Dielectric properties of dipicrylamine-doped erythrocytes, cultured cells and lipid vesicles.

This research article investigates the dielectric properties of horse erythrocytes (red blood cells), murine lymphoblasts (mouse lymph cell precursors), and lipid vesicles (small cell-like structures) treated with dipicrylamine (DPA). Using dielectric spectroscopy, researchers found that the DPA-treated cells and lipid vesicles had low-frequency dielectric dispersion in addition to β-dispersion caused by the Maxwell-Wagner effect, consistent with previously observed behaviour in electrorotation studies.

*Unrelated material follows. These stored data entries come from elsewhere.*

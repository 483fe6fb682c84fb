use std::env;
use std::fmt;
use std::path::PathBuf;

use crate::journal::{DayClock, DayRecordStore, FileBackend, RegistryError, SectionRegistry};

/// Distinguishes runtime behavior for different stages of the journal.
#[derive(Debug, Clone, Copy, PartialEq, Eq)]
pub enum AppEnvironment {
    Development,
    Test,
    Production,
}

impl AppEnvironment {
    fn from_str(value: &str) -> Self {
        match value.trim().to_ascii_lowercase().as_str() {
            "prod" | "production" => Self::Production,
            "test" | "ci" => Self::Test,
            _ => Self::Development,
        }
    }

    /// Log level used when `DAYBOOK_LOG_LEVEL` is unset.
    pub const fn default_log_level(self) -> &'static str {
        match self {
            Self::Development => "debug",
            Self::Test => "warn",
            Self::Production => "info",
        }
    }
}

/// Which calendar a day key is taken from.
#[derive(Debug, Clone, Copy, PartialEq, Eq)]
pub enum DayBoundary {
    Utc,
    Local,
}

impl DayBoundary {
    fn parse(value: &str) -> Result<Self, ConfigError> {
        match value.trim().to_ascii_lowercase().as_str() {
            "utc" => Ok(Self::Utc),
            "local" => Ok(Self::Local),
            _ => Err(ConfigError::InvalidDayBoundary(value.to_string())),
        }
    }

    pub fn clock(self) -> DayClock {
        match self {
            Self::Utc => DayClock::Utc,
            Self::Local => DayClock::Local,
        }
    }
}

/// Top-level configuration for the journal.
#[derive(Debug, Clone)]
pub struct AppConfig {
    pub environment: AppEnvironment,
    pub storage: StorageConfig,
    pub journal: JournalConfig,
    pub telemetry: TelemetryConfig,
}

impl AppConfig {
    pub fn load() -> Result<Self, ConfigError> {
        dotenvy::dotenv().ok();

        let environment = AppEnvironment::from_str(
            &env::var("DAYBOOK_ENV").unwrap_or_else(|_| "development".to_string()),
        );

        let data_dir = env::var("DAYBOOK_DATA_DIR").unwrap_or_else(|_| ".daybook".to_string());
        let key = env::var("DAYBOOK_STORAGE_KEY").unwrap_or_else(|_| "trackerData".to_string());
        if key.trim().is_empty() {
            return Err(ConfigError::EmptyStorageKey);
        }
        if key.contains(['/', '\\']) || key.starts_with('.') {
            return Err(ConfigError::InvalidStorageKey(key));
        }

        let day_boundary = DayBoundary::parse(
            &env::var("DAYBOOK_DAY_BOUNDARY").unwrap_or_else(|_| "utc".to_string()),
        )?;
        let sections_path = env::var("DAYBOOK_SECTIONS")
            .ok()
            .filter(|value| !value.trim().is_empty())
            .map(PathBuf::from);

        let log_level = env::var("DAYBOOK_LOG_LEVEL")
            .unwrap_or_else(|_| environment.default_log_level().to_string());

        Ok(Self {
            environment,
            storage: StorageConfig {
                data_dir: PathBuf::from(data_dir),
                key,
            },
            journal: JournalConfig {
                day_boundary,
                sections_path,
            },
            telemetry: TelemetryConfig { log_level },
        })
    }
}

/// Location of the persisted journal.
#[derive(Debug, Clone)]
pub struct StorageConfig {
    pub data_dir: PathBuf,
    pub key: String,
}

impl StorageConfig {
    pub fn backend(&self) -> FileBackend {
        FileBackend::new(&self.data_dir, &self.key)
    }

    pub fn open_store(&self) -> DayRecordStore<FileBackend> {
        DayRecordStore::new(self.backend())
    }
}

/// Questionnaire and day-key settings.
#[derive(Debug, Clone)]
pub struct JournalConfig {
    pub day_boundary: DayBoundary,
    pub sections_path: Option<PathBuf>,
}

impl JournalConfig {
    /// The configured registry, or the built-in questionnaire when none is set.
    pub fn registry(&self) -> Result<SectionRegistry, RegistryError> {
        match &self.sections_path {
            Some(path) => SectionRegistry::from_json_path(path),
            None => Ok(SectionRegistry::standard()),
        }
    }
}

/// Tracing controls.
#[derive(Debug, Clone)]
pub struct TelemetryConfig {
    pub log_level: String,
}

#[derive(Debug)]
pub enum ConfigError {
    EmptyStorageKey,
    InvalidStorageKey(String),
    InvalidDayBoundary(String),
}

impl fmt::Display for ConfigError {
    fn fmt(&self, f: &mut fmt::Formatter<'_>) -> fmt::Result {
        match self {
            ConfigError::EmptyStorageKey => write!(f, "DAYBOOK_STORAGE_KEY must not be empty"),
            ConfigError::InvalidStorageKey(key) => {
                write!(f, "DAYBOOK_STORAGE_KEY '{}' must be a plain file stem", key)
            }
            ConfigError::InvalidDayBoundary(value) => {
                write!(f, "DAYBOOK_DAY_BOUNDARY '{}' must be 'utc' or 'local'", value)
            }
        }
    }
}

impl std::error::Error for ConfigError {}
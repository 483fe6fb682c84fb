use serde::Serialize;

use super::domain::{DayKey, ScoringMode, SectionId, SubgroupName};

#[derive(Debug, Clone, PartialEq, Eq, Serialize)]
pub struct SectionScoreEntry {
    pub section: SectionId,
    pub label: String,
    pub mode: ScoringMode,
    pub score: u32,
    pub max_score: u32,
    pub percentage: u32,
}

#[derive(Debug, Clone, PartialEq, Eq, Serialize)]
pub struct ArchetypeScoreEntry {
    pub section: SectionId,
    pub archetype: SubgroupName,
    pub label: String,
    pub score: u32,
    pub max_score: u32,
    pub percentage: u32,
}

/// Presentation-ready view of one day, consumed by renderers.
#[derive(Debug, Clone, PartialEq, Eq, Serialize)]
pub struct DailySummary {
    pub day: DayKey,
    pub sections: Vec<SectionScoreEntry>,
    #[serde(default, skip_serializing_if = "Vec::is_empty")]
    pub skills: Vec<String>,
    #[serde(default, skip_serializing_if = "Vec::is_empty")]
    pub archetypes: Vec<ArchetypeScoreEntry>,
    #[serde(default, skip_serializing_if = "Vec::is_empty")]
    pub pending_sections: Vec<SectionId>,
}

impl DailySummary {
    pub fn is_empty(&self) -> bool {
        self.sections.is_empty() && self.skills.is_empty() && self.archetypes.is_empty()
    }
}
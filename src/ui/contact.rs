//! Contact form handling.
//!
//! The shipped [`SimulatedSubmitter`] performs no network call: it waits a
//! fixed delay and reports success. A real backend plugs in by implementing
//! [`ContactSubmitter`]; the UI contract around it (disable the control, await
//! delivery, restore the control, notify) stays the same.

use crate::error::Result;
use crate::ui::dom::{Document, NodeId};
use crate::ui::icons::IconRenderer;
use crate::ui::markup::{CONTACT_FORM_ID, ICON_ATTRIBUTE};
use crate::ui::scheduler::{Scheduler, SubmitFuture};
use regex::Regex;
use std::fmt;
use std::sync::{Arc, LazyLock};
use std::time::Duration;

pub const MISSING_FIELDS_MESSAGE: &str = "Por favor, preencha todos os campos.";
pub const INVALID_EMAIL_MESSAGE: &str = "Por favor, insira um email válido.";
pub const SUCCESS_MESSAGE: &str = "Mensagem enviada com sucesso! Entrarei em contato em breve.";
pub const DELIVERY_FAILED_MESSAGE: &str =
    "Não foi possível enviar a mensagem. Tente novamente mais tarde.";
pub const LOADING_LABEL: &str = "Enviando...";

/// Names of the required form fields, in the order they are read
pub const FIELD_NAMES: [&str; 4] = ["name", "email", "subject", "message"];

static EMAIL_PATTERN: LazyLock<Regex> = LazyLock::new(|| {
    Regex::new(r"^[^\s@]+@[^\s@]+\.[^\s@]+$").expect("email pattern is a valid regex")
});

/// `local@domain.tld` with no whitespace and at least one dot after the `@`
#[must_use]
pub fn is_valid_email(email: &str) -> bool {
    EMAIL_PATTERN.is_match(email)
}

#[derive(Debug, Clone, PartialEq, Eq, Default)]
pub struct ContactMessage {
    pub name: String,
    pub email: String,
    pub subject: String,
    pub message: String,
}

impl ContactMessage {
    /// # Errors
    ///
    /// `MissingFields` when any field is empty, otherwise `InvalidEmail` when
    /// the address does not look like one.
    pub fn validate(&self) -> std::result::Result<(), ValidationError> {
        let fields = [&self.name, &self.email, &self.subject, &self.message];
        if fields.iter().any(|value| value.is_empty()) {
            return Err(ValidationError::MissingFields);
        }
        if !is_valid_email(&self.email) {
            return Err(ValidationError::InvalidEmail);
        }
        Ok(())
    }
}

#[derive(Debug, Clone, Copy, PartialEq, Eq)]
pub enum ValidationError {
    MissingFields,
    InvalidEmail,
}

impl ValidationError {
    /// User-facing text shown in the error toast
    #[must_use]
    pub fn message(self) -> &'static str {
        match self {
            ValidationError::MissingFields => MISSING_FIELDS_MESSAGE,
            ValidationError::InvalidEmail => INVALID_EMAIL_MESSAGE,
        }
    }
}

impl fmt::Display for ValidationError {
    fn fmt(&self, f: &mut fmt::Formatter<'_>) -> fmt::Result {
        f.write_str(self.message())
    }
}

impl std::error::Error for ValidationError {}

#[derive(Debug, Clone, Copy, PartialEq, Eq)]
pub enum FormPhase {
    Idle,
    Submitting,
}

/// What a submit does in a given phase
#[derive(Debug, Clone, Copy, PartialEq, Eq)]
pub enum FormTransition {
    /// Validation failed; stay idle and tell the user why
    Reject(ValidationError),
    /// Valid message; enter the submitting phase
    Begin,
    /// A submission is already in flight
    Ignore,
}

impl FormPhase {
    #[must_use]
    pub fn on_submit(self, message: &ContactMessage) -> FormTransition {
        match self {
            FormPhase::Submitting => FormTransition::Ignore,
            FormPhase::Idle => match message.validate() {
                Ok(()) => FormTransition::Begin,
                Err(error) => FormTransition::Reject(error),
            },
        }
    }
}

/// Delivers a validated contact message
pub trait ContactSubmitter: Send + Sync {
    fn submit(&self, message: ContactMessage) -> SubmitFuture;
}

/// Stand-in for a backend: waits `delay`, logs the message and succeeds
#[derive(Debug, Clone, Copy)]
pub struct SimulatedSubmitter {
    delay: Duration,
}

impl SimulatedSubmitter {
    #[must_use]
    pub fn new(delay: Duration) -> Self {
        Self { delay }
    }
}

impl ContactSubmitter for SimulatedSubmitter {
    fn submit(&self, message: ContactMessage) -> SubmitFuture {
        let delay = self.delay;
        Box::pin(async move {
            tokio::time::sleep(delay).await;
            tracing::info!(
                name = %message.name,
                email = %message.email,
                subject = %message.subject,
                "Contact form submitted (simulated, nothing was sent)"
            );
            Ok(())
        })
    }
}

/// Result of a submit event
#[derive(Debug, Clone, PartialEq, Eq)]
pub enum SubmitOutcome {
    Rejected(ValidationError),
    Sending(ContactMessage),
    Ignored,
}

#[derive(Debug, Clone)]
struct SavedLabel {
    text: String,
    children: Vec<NodeId>,
}

/// Handles to `#contactForm` and its submit button
pub struct ContactForm {
    form: NodeId,
    button: NodeId,
    phase: FormPhase,
    saved_label: Option<SavedLabel>,
    submitter: Arc<dyn ContactSubmitter>,
}

impl fmt::Debug for ContactForm {
    fn fmt(&self, f: &mut fmt::Formatter<'_>) -> fmt::Result {
        f.debug_struct("ContactForm")
            .field("form", &self.form)
            .field("button", &self.button)
            .field("phase", &self.phase)
            .finish_non_exhaustive()
    }
}

impl ContactForm {
    /// Captures the form and its `button[type=submit]`; `None` when either
    /// is missing
    pub fn attach(doc: &dyn Document, submitter: Arc<dyn ContactSubmitter>) -> Option<Self> {
        let form = doc.element_by_id(CONTACT_FORM_ID)?;
        let Some(button) = doc.descendants(form).into_iter().find(|&node| {
            doc.tag(node) == "button" && doc.attribute(node, "type").as_deref() == Some("submit")
        }) else {
            tracing::warn!("Contact form has no submit button; form handling disabled");
            return None;
        };
        Some(Self {
            form,
            button,
            phase: FormPhase::Idle,
            saved_label: None,
            submitter,
        })
    }

    #[must_use]
    pub fn form(&self) -> NodeId {
        self.form
    }

    #[must_use]
    pub fn button(&self) -> NodeId {
        self.button
    }

    #[must_use]
    pub fn phase(&self) -> FormPhase {
        self.phase
    }

    /// Current field values; missing fields read as empty
    #[must_use]
    pub fn read_message(&self, doc: &dyn Document) -> ContactMessage {
        let value = |name: &str| {
            self.field(doc, name)
                .and_then(|field| doc.attribute(field, "value"))
                .unwrap_or_default()
        };
        ContactMessage {
            name: value("name"),
            email: value("email"),
            subject: value("subject"),
            message: value("message"),
        }
    }

    /// Validates the form and, when valid, hands the message to the submitter
    pub fn submit(
        &mut self,
        doc: &mut dyn Document,
        icons: &dyn IconRenderer,
        scheduler: &dyn Scheduler,
    ) -> SubmitOutcome {
        let message = self.read_message(doc);
        match self.phase.on_submit(&message) {
            FormTransition::Ignore => {
                tracing::debug!("Submit ignored; a submission is already in flight");
                SubmitOutcome::Ignored
            }
            FormTransition::Reject(error) => {
                tracing::debug!(?error, "Contact form rejected");
                SubmitOutcome::Rejected(error)
            }
            FormTransition::Begin => {
                self.phase = FormPhase::Submitting;
                self.show_loading(doc);
                icons.create_icons(doc);
                scheduler.spawn_submission(self.submitter.submit(message.clone()));
                tracing::info!("Contact form submitting");
                SubmitOutcome::Sending(message)
            }
        }
    }

    /// Finishes an in-flight submission. Fields are cleared only on success.
    /// Returns `false` when nothing was in flight.
    pub fn settle(
        &mut self,
        doc: &mut dyn Document,
        icons: &dyn IconRenderer,
        result: &Result<()>,
    ) -> bool {
        if self.phase != FormPhase::Submitting {
            return false;
        }
        if result.is_ok() {
            self.reset_fields(doc);
        }
        self.restore_label(doc);
        icons.create_icons(doc);
        self.phase = FormPhase::Idle;
        true
    }

    fn field(&self, doc: &dyn Document, name: &str) -> Option<NodeId> {
        doc.descendants(self.form)
            .into_iter()
            .find(|&node| doc.attribute(node, "name").as_deref() == Some(name))
    }

    fn reset_fields(&self, doc: &mut dyn Document) {
        let fields: Vec<NodeId> = doc
            .descendants(self.form)
            .into_iter()
            .filter(|&node| {
                doc.attribute(node, "name").is_some()
                    && matches!(doc.tag(node).as_str(), "input" | "textarea" | "select")
            })
            .collect();
        for field in fields {
            doc.set_attribute(field, "value", "");
        }
    }

    fn show_loading(&mut self, doc: &mut dyn Document) {
        let children = doc.children(self.button);
        for &child in &children {
            doc.remove(child);
        }
        self.saved_label = Some(SavedLabel {
            text: doc.text(self.button),
            children,
        });

        doc.set_text(self.button, "");
        let spinner = doc.create_element("i");
        doc.set_attribute(spinner, ICON_ATTRIBUTE, "loader-2");
        doc.add_class(spinner, "animate-spin");
        doc.append_child(self.button, spinner);
        let label = doc.create_element("span");
        doc.set_text(label, LOADING_LABEL);
        doc.append_child(self.button, label);
        doc.set_attribute(self.button, "disabled", "");
    }

    fn restore_label(&mut self, doc: &mut dyn Document) {
        for child in doc.children(self.button) {
            doc.remove(child);
        }
        if let Some(saved) = self.saved_label.take() {
            doc.set_text(self.button, &saved.text);
            for child in saved.children {
                doc.append_child(self.button, child);
            }
        }
        doc.remove_attribute(self.button, "disabled");
    }
}
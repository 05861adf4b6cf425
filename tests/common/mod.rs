#![allow(dead_code)]

use portfolio_shell::ui::contact::FIELD_NAMES;
use portfolio_shell::ui::dom::{Document, MemoryDocument, NodeId};
use portfolio_shell::ui::markup::{
    CLOSE_ICON_CLASS, CONTACT_FORM_ID, CURRENT_YEAR_ID, DEFERRED_SRC_ATTRIBUTE, HIDDEN_CLASS,
    ICON_ATTRIBUTE, MENU_ICON_CLASS, MOBILE_LINK_CLASS, MOBILE_MENU_BUTTON_ID, MOBILE_MENU_ID,
    NAVBAR_ID, NOTIFICATION_CLASS,
};
use url::Url;

/// Handles into the fixture page, captured while building it
#[derive(Debug, Clone, Copy)]
pub struct Ids {
    pub navbar: NodeId,
    pub about_link: NodeId,
    pub about_label: NodeId,
    pub broken_link: NodeId,
    pub menu_button: NodeId,
    pub menu_icon: NodeId,
    pub close_icon: NodeId,
    pub panel: NodeId,
    pub mobile_link: NodeId,
    pub hero: NodeId,
    pub near_card: NodeId,
    pub far_card: NodeId,
    pub near_image: NodeId,
    pub far_image: NodeId,
    pub github_link: NodeId,
    pub form: NodeId,
    pub fields: [NodeId; 4],
    pub submit_button: NodeId,
    pub year: NodeId,
}

/// A viewport of 800 px over a page roughly 4000 px tall
pub fn portfolio() -> (MemoryDocument, Ids) {
    let mut doc = MemoryDocument::new(Url::parse("https://anacosta.dev/").expect("valid url"));
    let body = doc.body();

    let navbar = doc.build(body, "nav").id(NAVBAR_ID).layout(0.0, 64.0).node();
    let about_link = doc.build(navbar, "a").attr("href", "#about").node();
    let about_label = doc.build(about_link, "span").text("Sobre").node();
    let broken_link = doc.build(navbar, "a").attr("href", "#blog").node();
    let menu_button = doc.build(navbar, "button").id(MOBILE_MENU_BUTTON_ID).node();
    let menu_icon = doc
        .build(menu_button, "i")
        .attr(ICON_ATTRIBUTE, "menu")
        .class(MENU_ICON_CLASS)
        .node();
    let close_icon = doc
        .build(menu_button, "i")
        .attr(ICON_ATTRIBUTE, "x")
        .class(CLOSE_ICON_CLASS)
        .class(HIDDEN_CLASS)
        .node();
    let panel = doc
        .build(navbar, "div")
        .id(MOBILE_MENU_ID)
        .class(HIDDEN_CLASS)
        .node();
    let mobile_link = doc
        .build(panel, "a")
        .attr("href", "#about")
        .class(MOBILE_LINK_CLASS)
        .node();

    let hero = doc.build(body, "header").id("home").layout(0.0, 700.0).node();
    let about = doc.build(body, "section").id("about").layout(900.0, 500.0).node();
    let near_card = doc
        .build(hero, "div")
        .class("studio-card")
        .layout(300.0, 200.0)
        .node();
    let far_card = doc
        .build(about, "div")
        .class("project-card")
        .layout(2400.0, 300.0)
        .node();
    let near_image = doc
        .build(hero, "img")
        .attr(DEFERRED_SRC_ATTRIBUTE, "/static/portrait.webp")
        .layout(100.0, 150.0)
        .node();
    let far_image = doc
        .build(far_card, "img")
        .attr(DEFERRED_SRC_ATTRIBUTE, "/static/atlas.webp")
        .layout(2400.0, 150.0)
        .node();
    let github_link = doc
        .build(far_card, "a")
        .attr("href", "https://github.com/anacosta/atlas")
        .node();

    let contact = doc.build(body, "section").id("contact").layout(3000.0, 800.0).node();
    let form = doc.build(contact, "form").id(CONTACT_FORM_ID).node();
    let mut fields = [form; 4];
    for (slot, name) in fields.iter_mut().zip(FIELD_NAMES) {
        let tag = if name == "message" { "textarea" } else { "input" };
        *slot = doc.build(form, tag).attr("name", name).node();
    }
    let submit_button = doc
        .build(form, "button")
        .attr("type", "submit")
        .text("Enviar")
        .node();
    let _ = doc.build(submit_button, "i").attr(ICON_ATTRIBUTE, "send").node();

    let footer = doc.build(body, "footer").layout(3800.0, 200.0).node();
    let year = doc.build(footer, "span").id(CURRENT_YEAR_ID).text("2000").node();

    let ids = Ids {
        navbar,
        about_link,
        about_label,
        broken_link,
        menu_button,
        menu_icon,
        close_icon,
        panel,
        mobile_link,
        hero,
        near_card,
        far_card,
        near_image,
        far_image,
        github_link,
        form,
        fields,
        submit_button,
        year,
    };
    (doc, ids)
}

pub fn fill_form(doc: &mut dyn Document, ids: &Ids, values: [&str; 4]) {
    for (field, value) in ids.fields.iter().zip(values) {
        doc.set_attribute(*field, "value", value);
    }
}

pub fn field_values(doc: &dyn Document, ids: &Ids) -> Vec<String> {
    ids.fields
        .iter()
        .map(|&field| doc.attribute(field, "value").unwrap_or_default())
        .collect()
}

/// Text of every toast currently attached to the document
pub fn toast_messages(doc: &dyn Document) -> Vec<String> {
    doc.elements_by_class(NOTIFICATION_CLASS)
        .into_iter()
        .filter_map(|toast| {
            doc.descendants(toast)
                .into_iter()
                .find(|&node| doc.tag(node) == "span")
                .map(|span| doc.text(span))
        })
        .collect()
}

/// Visible label of a button: its own text plus the text of its children
pub fn button_label(doc: &dyn Document, button: NodeId) -> String {
    let mut label = doc.text(button);
    for child in doc.descendants(button) {
        label.push_str(&doc.text(child));
    }
    label
}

Dielectric Spectroscopy and DPA Treatment

• The study uses dielectric spectroscopy, a technique that studies how a polar material interacts with an electric field, along a frequency range of 10 Hz to 10 MHz. The material in this case comprises horse erythrocytes (red blood cells), murine lymphoblasts (mouse lymph cell precursors), and lipid vesicles.
• These cells and lipid vesicles were treated with dipicrylamine (DPA), a lipophilic ion. Lipophilic substances are those that can dissolve or mix well with lipids, the major component of cell membranes. Thus, DPA ions were easily able to incorporate themselves in the cell membranes for this analysis.

Observations and Analysis

• The DPA-treated cells and lipid vesicles demonstrated low-frequency (LF) dielectric dispersion around 1-10 kHz, in addition to β-dispersion due to the Maxwell-Wagner effect. Low-frequency dispersion is a phenomenon where the response of a material to an applied alternating current changes over certain frequencies. β-dispersion is related to the movement of charges across barriers or interfaces in a system.
• This LF dispersion is the result of the translocation of mobile ions (in this case, DPA ions) across the plasma membranes. This finding is consistent with previously reported results from electrorotation (ROT) studies on DPA-treated cells.
• Analysis of the LF dispersion, utilizing the mobile charge model, provided the researchers with two key measures: the area-specific concentration (Nt) of DPA ions at the membrane interfaces, and their translocation rate constant (ki) between these interfaces.
• The values obtained for both Nt and ki were in line with those measured in previous electrorotation studies performed on human erythrocytes and cultured cells.

Implications and Significance

• This research helps in understanding how treatment with lipophilic ions such as DPA influences the dielectric properties of cells and lipid vesicles. This will contribute to the understanding of biological systems at the ionic and cellular levels, which can be relevant, for instance, in developing better drug delivery methods or in analysing the effects of different treatments at a cellular level.